Studies have shown that people who are married live longer and have happier lives. Maybe it’s the old ‘two heads are better than one,’ sharing the stresses of life, or maybe it’s simply good to have intellectual and physical companionship. As those needs are satisfied the couple should grow closer over time until they figuratively become one. I know my wife and I finish each other’s sentences and anticipate the other’s needs. We laugh at the times when I ask for another cup of coffee and look up to see her already standing there holding a steamy mug. That isn’t at all the kind of ‘high-school’ love I’ve tried to describe up to this point. It is something far better, but it takes a willingness and effort to obtain it. There is a lot to be said to having a partner with whom we can share both the good and the bad. Giving support, being understanding of the other, and enjoying life’s victories is the key. It all started with the romance instigated by human nature, or maybe with a simple Valentine, or maybe there’s a real Cupid.   

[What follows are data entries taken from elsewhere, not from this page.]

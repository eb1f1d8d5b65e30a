//! Percentage breakdowns of the live node set, one entry per category.

use std::collections::BTreeMap;

use indexmap::IndexMap;

use super::attributes::{Attribute, PersonNode};
use super::clustered::ClusterNode;

/// One pie slice: label, share of the total in percent, and colour.
#[derive(Clone, Debug, PartialEq)]
pub struct AggregateEntry {
	pub label: String,
	pub value: f64,
	pub color: String,
}

fn percentages(buckets: impl IntoIterator<Item = (String, usize, String)>) -> Vec<AggregateEntry> {
	let buckets: Vec<_> = buckets.into_iter().collect();
	let total: usize = buckets.iter().map(|(_, count, _)| count).sum();
	if total == 0 {
		return Vec::new();
	}
	buckets
		.into_iter()
		.map(|(label, count, color)| AggregateEntry {
			label,
			value: count as f64 / total as f64 * 100.0,
			color,
		})
		.collect()
}

/// Leaf share per cluster, in ascending cluster order. Hubs are not counted.
pub fn cluster_breakdown(nodes: &[ClusterNode]) -> Vec<AggregateEntry> {
	let mut counts: BTreeMap<usize, (usize, &str)> = BTreeMap::new();
	for node in nodes.iter().filter(|n| !n.is_hub()) {
		counts.entry(node.cluster).or_insert((0, node.color.as_str())).0 += 1;
	}
	percentages(
		counts
			.into_iter()
			.map(|(cluster, (count, color))| (format!("Cluster {cluster}"), count, color.to_owned())),
	)
}

/// Share of each `attribute` value, in order of first appearance.
pub fn attribute_breakdown(nodes: &[PersonNode], attribute: Attribute) -> Vec<AggregateEntry> {
	let mut counts: IndexMap<&str, usize> = IndexMap::new();
	for node in nodes {
		*counts.entry(node.category.get(attribute)).or_default() += 1;
	}
	percentages(
		counts
			.into_iter()
			.map(|(value, count)| (value.to_owned(), count, attribute.color_of(value).to_owned())),
	)
}

#[cfg(test)]
mod tests {
	use rand::SeedableRng;
	use rand::rngs::SmallRng;

	use super::*;
	use crate::graph::attributes::AttributeGraph;
	use crate::graph::clustered::ClusterGraph;

	fn total(entries: &[AggregateEntry]) -> f64 {
		entries.iter().map(|e| e.value).sum()
	}

	#[test]
	fn fresh_clusters_split_evenly() {
		let graph = ClusterGraph::generate(5, 10);
		let pie = cluster_breakdown(&graph.nodes);
		assert_eq!(pie.len(), 5);
		for (i, entry) in pie.iter().enumerate() {
			assert_eq!(entry.label, format!("Cluster {i}"));
			assert!((entry.value - 20.0).abs() < 1e-9);
		}
		assert_eq!(pie[1].color, graph.nodes[11].color);
	}

	#[test]
	fn shares_track_removals() {
		let graph = ClusterGraph::generate(3, 4).without_node("0-0").without_node("cluster-2");
		let pie = cluster_breakdown(&graph.nodes);
		assert_eq!(pie.len(), 2);
		assert!((pie[0].value - 300.0 / 7.0).abs() < 1e-9);
		assert!((total(&pie) - 100.0).abs() < 1e-9);
	}

	#[test]
	fn hub_only_graph_has_no_slices() {
		let graph = ClusterGraph::generate(3, 0);
		assert_eq!(graph.nodes.len(), 3);
		assert!(cluster_breakdown(&graph.nodes).is_empty());
	}

	#[test]
	fn empty_input_yields_empty_breakdown() {
		assert!(cluster_breakdown(&[]).is_empty());
		assert!(attribute_breakdown(&[], Attribute::Location).is_empty());
	}

	#[test]
	fn attribute_shares_sum_to_hundred() {
		let mut rng = SmallRng::seed_from_u64(99);
		let graph = AttributeGraph::generate(137, Attribute::Department, &mut rng);
		for attribute in Attribute::ALL {
			let pie = attribute_breakdown(&graph.nodes, attribute);
			assert!(!pie.is_empty() && pie.len() <= attribute.domain().len());
			assert!((total(&pie) - 100.0).abs() < 1e-9);
			assert_eq!(pie[0].label, graph.nodes[0].category.get(attribute));
			for entry in &pie {
				assert_eq!(entry.color, attribute.color_of(&entry.label));
			}
		}
	}
}
use std::f64::consts::PI;

use web_sys::CanvasRenderingContext2d;

use super::state::ForceGraphState;
use super::types::CanvasStyle;

const GRID_SPACING: f64 = 20.0;

fn ease_out_cubic(t: f64) -> f64 {
	1.0 - (1.0 - t).powi(3)
}

pub fn render(state: &ForceGraphState, style: &CanvasStyle, ctx: &CanvasRenderingContext2d) {
	ctx.set_fill_style_str(&style.background);
	ctx.fill_rect(0.0, 0.0, state.width, state.height);
	if style.grid {
		draw_grid(state, ctx);
	}
	ctx.save();
	let _ = ctx.translate(state.transform.x, state.transform.y);
	let _ = ctx.scale(state.transform.k, state.transform.k);
	draw_edges(state, style, ctx);
	draw_nodes(state, ctx);
	ctx.restore();
}

fn draw_grid(state: &ForceGraphState, ctx: &CanvasRenderingContext2d) {
	ctx.set_stroke_style_str("rgba(200, 200, 200, 0.1)");
	ctx.set_line_width(1.0);
	let mut x = 0.0;
	while x <= state.width {
		ctx.begin_path();
		ctx.move_to(x, 0.0);
		ctx.line_to(x, state.height);
		ctx.stroke();
		x += GRID_SPACING;
	}
	let mut y = 0.0;
	while y <= state.height {
		ctx.begin_path();
		ctx.move_to(0.0, y);
		ctx.line_to(state.width, y);
		ctx.stroke();
		y += GRID_SPACING;
	}
}

fn draw_edges(state: &ForceGraphState, style: &CanvasStyle, ctx: &CanvasRenderingContext2d) {
	let width = style.link_width / state.transform.k;
	let (has_highlight, t) = (
		state.has_active_highlight(),
		ease_out_cubic(state.hover.highlight_t),
	);
	ctx.set_stroke_style_str(&style.link_color);

	state.graph.visit_edges(|n1, n2, _| {
		let is_highlighted = state.is_highlighted(n1.index()) && state.is_highlighted(n2.index());

		// t=0: every edge at full alpha; t=1: highlighted edges thicken, others fade
		let (alpha, line_width) = match (has_highlight, is_highlighted) {
			(false, _) => (1.0, width),
			(true, true) => (1.0, width * (1.0 + t)),
			(true, false) => (1.0 - 0.75 * t, width),
		};

		ctx.set_global_alpha(alpha);
		ctx.set_line_width(line_width);
		ctx.begin_path();
		ctx.move_to(n1.x() as f64, n1.y() as f64);
		ctx.line_to(n2.x() as f64, n2.y() as f64);
		ctx.stroke();
	});
	ctx.set_global_alpha(1.0);
}

fn draw_nodes(state: &ForceGraphState, ctx: &CanvasRenderingContext2d) {
	let (has_highlight, t, k) = (
		state.has_active_highlight(),
		ease_out_cubic(state.hover.highlight_t),
		state.transform.k,
	);

	state.graph.visit_nodes(|node| {
		let idx = node.index();
		if has_highlight && state.is_highlighted(idx) {
			return;
		}
		let info = &node.data.user_data;
		let (x, y) = (node.x() as f64, node.y() as f64);
		let (alpha, radius) = (1.0 - 0.7 * t, info.radius * (1.0 - 0.15 * t));

		ctx.set_global_alpha(alpha);
		ctx.begin_path();
		let _ = ctx.arc(x, y, radius, 0.0, 2.0 * PI);
		ctx.set_fill_style_str(&info.color);
		ctx.fill();
		ctx.set_global_alpha(1.0);
	});

	if !has_highlight {
		return;
	}

	state.graph.visit_nodes(|node| {
		let idx = node.index();
		if !state.is_highlighted(idx) {
			return;
		}
		let info = &node.data.user_data;
		let (x, y) = (node.x() as f64, node.y() as f64);
		let is_hovered = state.is_hovered(idx);
		let is_neighbor =
			state.hover.neighbors.contains(&idx) || state.hover.prev_neighbors.contains(&idx);

		let (radius, glow_radius) = if is_hovered {
			(info.radius * (1.0 + 0.35 * t), info.radius * (1.8 + 1.2 * t))
		} else if is_neighbor {
			(info.radius * (1.0 + 0.2 * t), info.radius * (1.4 + 0.6 * t))
		} else {
			(info.radius, 0.0)
		};

		if glow_radius > 0.0 && t > 0.01 {
			if let Ok(gradient) = ctx.create_radial_gradient(x, y, radius * 0.3, x, y, glow_radius) {
				let alpha = if is_hovered { 0.35 * t } else { 0.2 * t };
				let _ = gradient.add_color_stop(0.0, &format!("rgba(120, 120, 140, {})", alpha));
				let _ = gradient.add_color_stop(0.6, &format!("rgba(160, 170, 200, {})", alpha * 0.3));
				let _ = gradient.add_color_stop(1.0, "rgba(255, 255, 255, 0)");
				ctx.begin_path();
				let _ = ctx.arc(x, y, glow_radius, 0.0, 2.0 * PI);
				#[allow(deprecated)]
				ctx.set_fill_style(&gradient);
				ctx.fill();
			}
		}

		ctx.begin_path();
		let _ = ctx.arc(x, y, radius, 0.0, 2.0 * PI);
		ctx.set_fill_style_str(&info.color);
		ctx.fill();

		if is_hovered && t > 0.01 {
			ctx.begin_path();
			let _ = ctx.arc(x, y, radius + 2.0 / k, 0.0, 2.0 * PI);
			ctx.set_stroke_style_str(&format!("rgba(60, 60, 60, {})", 0.7 * t));
			ctx.set_line_width(1.5 / k);
			ctx.stroke();
		}
	});
}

For most of us school is a place of learning. It isn’t just the three R’s we take in, but we learn about each other and how to get along. We learn about physical attraction and we sometimes grow in intellectual understanding. Maybe it starts with putting together valintine cover copyvalintine cover copysome valentines, then grows with a dance, a movie, or a chance meeting. It matures as we learn and appreciate others, and finally it becomes ‘true love’ as bonding happens and we grow to deeply care about the other. It is important to be there for someone, and likewise, to have someone there for you. It’s only then that the legacy you created through love, adds to bless you and future generations. Helping your sweetheart through life and having that favor returned is sweet, indeed, not to mention, fulfilling.   

All this said, I’m not past the place of buying chocolates, or jewelry, or fancy sleepwear, if it will warm my Valentine’s heart. There’s always a place for my love and that companionship that defines what is truly important in life. Now, dear reader, let me wish you a ‘Happy Valentine’s Day’ and a life full of blessings and love.